Jesús siempre en camino. Es otra de las características del evangelio de Lucas. Comienza su ministerio en Galilea y camina, subiendo a Jerusalén, dando rodeos, sí, pero siempre hacia arriba, haciendo el bien por donde pasa, haciéndose el encontradizo con todos, diciendo siempre una palabra de vida, aclamado por el pueblo e incomprendido por los que se consideran buenos y observantes, a rajatabla, de la ley.

Y en este caminar se encuentra con otro “caminante”. Caminante de corto recorrido, pero caminante también. Porque Zaqueo ha salido de su casa y se ha ido acercando hasta el lugar por donde iba a pasar Jesús. Y se encuentran los dos.
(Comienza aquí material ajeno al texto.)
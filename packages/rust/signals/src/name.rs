//! Product name guessing from page headings.

/// Title separators in priority order. The first one present in the heading
/// decides the split, even when a later one occurs earlier in the text.
pub const NAME_SEPARATORS: &[&str] = &[
    " | ", " - ", " — ", " – ", "｜", "|", "—", "–", "-",
];

/// Guess a product name from a page's `<h1>` (preferred) or `<title>`.
///
/// `"Acme AI — Build agents fast"` becomes `"Acme AI"`.
pub fn guess_name(title: &str, h1: &str) -> String {
    let base = if h1.is_empty() { title } else { h1 };
    if base.is_empty() {
        return String::new();
    }

    NAME_SEPARATORS
        .iter()
        .find_map(|sep| base.split_once(sep))
        .map_or(base, |(head, _)| head)
        .trim()
        .to_string()
}

#[cfg(test)]
mod tests {
    use super::*;

    #[test]
    fn em_dash_title() {
        assert_eq!(guess_name("Acme AI — Build agents fast", ""), "Acme AI");
    }

    #[test]
    fn h1_preferred_over_title() {
        assert_eq!(guess_name("Acme | Home", "Acme Studio"), "Acme Studio");
        assert_eq!(guess_name("Acme | Home", ""), "Acme");
    }

    #[test]
    fn separator_priority_beats_position() {
        // " | " outranks " - " even though the hyphen comes first in the text.
        assert_eq!(guess_name("Foo - Bar | Baz", ""), "Foo - Bar");
        assert_eq!(guess_name("Foo — Bar - Baz", ""), "Foo — Bar");
    }

    #[test]
    fn bare_separators() {
        assert_eq!(guess_name("Notion｜笔记", ""), "Notion");
        assert_eq!(guess_name("Foo|Bar", ""), "Foo");
        assert_eq!(guess_name("Co-Pilot", ""), "Co");
    }

    #[test]
    fn no_separator_returns_trimmed() {
        assert_eq!(guess_name("  Linear  ", ""), "Linear");
    }

    #[test]
    fn empty_input() {
        assert_eq!(guess_name("", ""), "");
    }
}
Pero, antes, Zaqueo ha tenido que superar algunas dificultades. Entre otras, la muchedumbre que se interponía ante él por su pequeña estatura. La muchedumbre, reunida a ambos lados de la calle por donde venía Jesús, le impedía verlo, dado lo poco que alzaba del suelo. Pero si corta era su estatura, larga era su curiosidad. Si alta era la barrera de gente que tenía delante de sí, mayor era, aunque en ese momento no la sentía, la necesidad de un encuentro con quien venía a ofrecerle la salvación y una vida nueva. Por eso no se anda en “chiquitas”, y nunca mejor dicho, y trepa a lo alto de un árbol.
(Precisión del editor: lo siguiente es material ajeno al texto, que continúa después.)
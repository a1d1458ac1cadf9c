//! Filling empty tool fields from the tool's own web pages.
//!
//! Enrichment only ever writes fields that are currently empty; curated
//! values are never replaced by inferred ones. Skipping it entirely leaves a
//! tool that is still valid input for the merger.

use tracing::{debug, instrument};

use toolcatalog_crawler::PageFetcher;
use toolcatalog_shared::{EnrichSettings, Tool};
use toolcatalog_signals::{
    detect_platforms, detect_price_model, extract_page_meta, guess_name, slugify, split_features,
};

use crate::normalize::tool_id_for;

/// Anything that can turn a URL into page text, `""` on failure.
pub trait PageSource: Send + Sync {
    fn fetch(&self, url: &str) -> impl Future<Output = String> + Send;
}

impl PageSource for PageFetcher {
    async fn fetch(&self, url: &str) -> String {
        PageFetcher::fetch(self, url).await
    }
}

/// Fetch the website and pricing pages of `tool` and fill its empty fields.
///
/// Fill order: name (plus a defaulted slug/id), features, tags, price model,
/// platforms. Each step checks only its own field.
#[instrument(skip_all, fields(slug = %tool.slug))]
pub async fn enrich_tool<S: PageSource>(
    mut tool: Tool,
    pages: &S,
    limits: &EnrichSettings,
) -> Tool {
    let website_html = pages.fetch(&tool.website_url).await;
    let pricing_html = pages.fetch(&tool.pricing_url).await;

    let filled = fill_empty_fields(&mut tool, &website_html, &pricing_html, limits);

    debug!(
        fields = ?filled,
        website_bytes = website_html.len(),
        pricing_bytes = pricing_html.len(),
        "tool enriched"
    );

    tool
}

/// Fill the empty fields of `tool` from already fetched pages and return the
/// names of the fields that received a value.
fn fill_empty_fields(
    tool: &mut Tool,
    website_html: &str,
    pricing_html: &str,
    limits: &EnrichSettings,
) -> Vec<&'static str> {
    let meta = extract_page_meta(website_html);
    let combined = format!("{website_html} {pricing_html}");
    let combined = combined.trim();

    let mut filled = Vec::new();

    if tool.name.is_empty() {
        let defaulted_id = tool.id.is_empty() || tool.id == tool_id_for(&tool.slug);
        tool.name = guess_name(&meta.title, &meta.h1);
        if tool.slug.is_empty() {
            tool.slug = slugify(&tool.name);
        }
        if defaulted_id {
            tool.id = tool_id_for(&tool.slug);
        }
        if !tool.name.is_empty() {
            filled.push("name");
        }
    }

    if tool.features.is_empty() {
        tool.features = split_features(&meta.description, limits.max_features);
        if tool.features.is_empty() {
            tool.features = split_features(&meta.h1, limits.max_features);
        }
        if !tool.features.is_empty() {
            filled.push("features");
        }
    }

    if tool.tags.is_empty() {
        tool.tags = split_features(&meta.keywords, limits.max_tags);
        if !tool.tags.is_empty() {
            filled.push("tags");
        }
    }

    if tool.price_model.is_empty() {
        if let Some(model) = detect_price_model(combined) {
            tool.price_model = model.to_string();
            filled.push("priceModel");
        }
    }

    if tool.platforms.is_empty() {
        tool.platforms = detect_platforms(combined, &tool.website_url)
            .iter()
            .map(ToString::to_string)
            .collect();
        if !tool.platforms.is_empty() {
            filled.push("platforms");
        }
    }

    filled
}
También nosotros somos pequeños, como Zaqueo, si caminamos muy a ras del suelo; es decir, conformes con lo que somos, y mediocres en lo que a la vida en el Espíritu se refiere. Lo somos también si la soberbia nos achica, si el orgullo y el amor propio nos empequeñecen; si miramos más la tierra que pisamos que “un poco más allá y más arriba”. Somos pequeños si nuestra fe no ha seguido creciendo, si nuestra vida de piedad se ha quedado estancada, si hemos puesto un límite al amor a Dios y a los hermanos, cuando sabemos que la medida del amor es el amor sin medida (S. Agustín Ep 109, 2).
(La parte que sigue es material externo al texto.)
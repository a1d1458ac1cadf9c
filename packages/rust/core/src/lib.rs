//! Catalog enrichment and merge logic for toolcatalog.
//!
//! This crate ties together input normalization, page-based enrichment, and
//! catalog reconciliation into one end-to-end run ([`pipeline::run_catalog`]).

pub mod enrich;
pub mod merge;
pub mod normalize;
pub mod pipeline;
pub mod store;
Somos pequeños si nos despreocupamos de los demás y no pensamos en sus problemas y necesidades más apremiantes. Somos pequeños si el amor al otro, al hermano, a quien sea, se mueve sólo en el ámbito del respeto, la cortesía y las buenas maneras, y no en el de la donación gratuita, sacrificada y generosa. Somos pequeños si nuestra vida de cristianos se ha ido convirtiendo en costumbre, en un “ir tirando”… Nos hemos vuelto, quizás, “paticortos” en el espíritu,

A pesar de todo, queremos caminar; y caminamos. Con paso torpe o decidido, pero caminamos. No ha muerto, ni mucho menos, nuestro deseo de “ver” a Jesús. Quizás se encuentre un poco apagado este deseo, o no despierto del todo. Nuestra fe se mantiene viva, aunque frágil en ocasiones. Y sentimos también, a veces, que nuestra voluntad nos empuja a acercarnos al Señor. Y nos empuja, no tanto por curiosidad, cuanto por necesidad sentida. Y nos ponemos en camino.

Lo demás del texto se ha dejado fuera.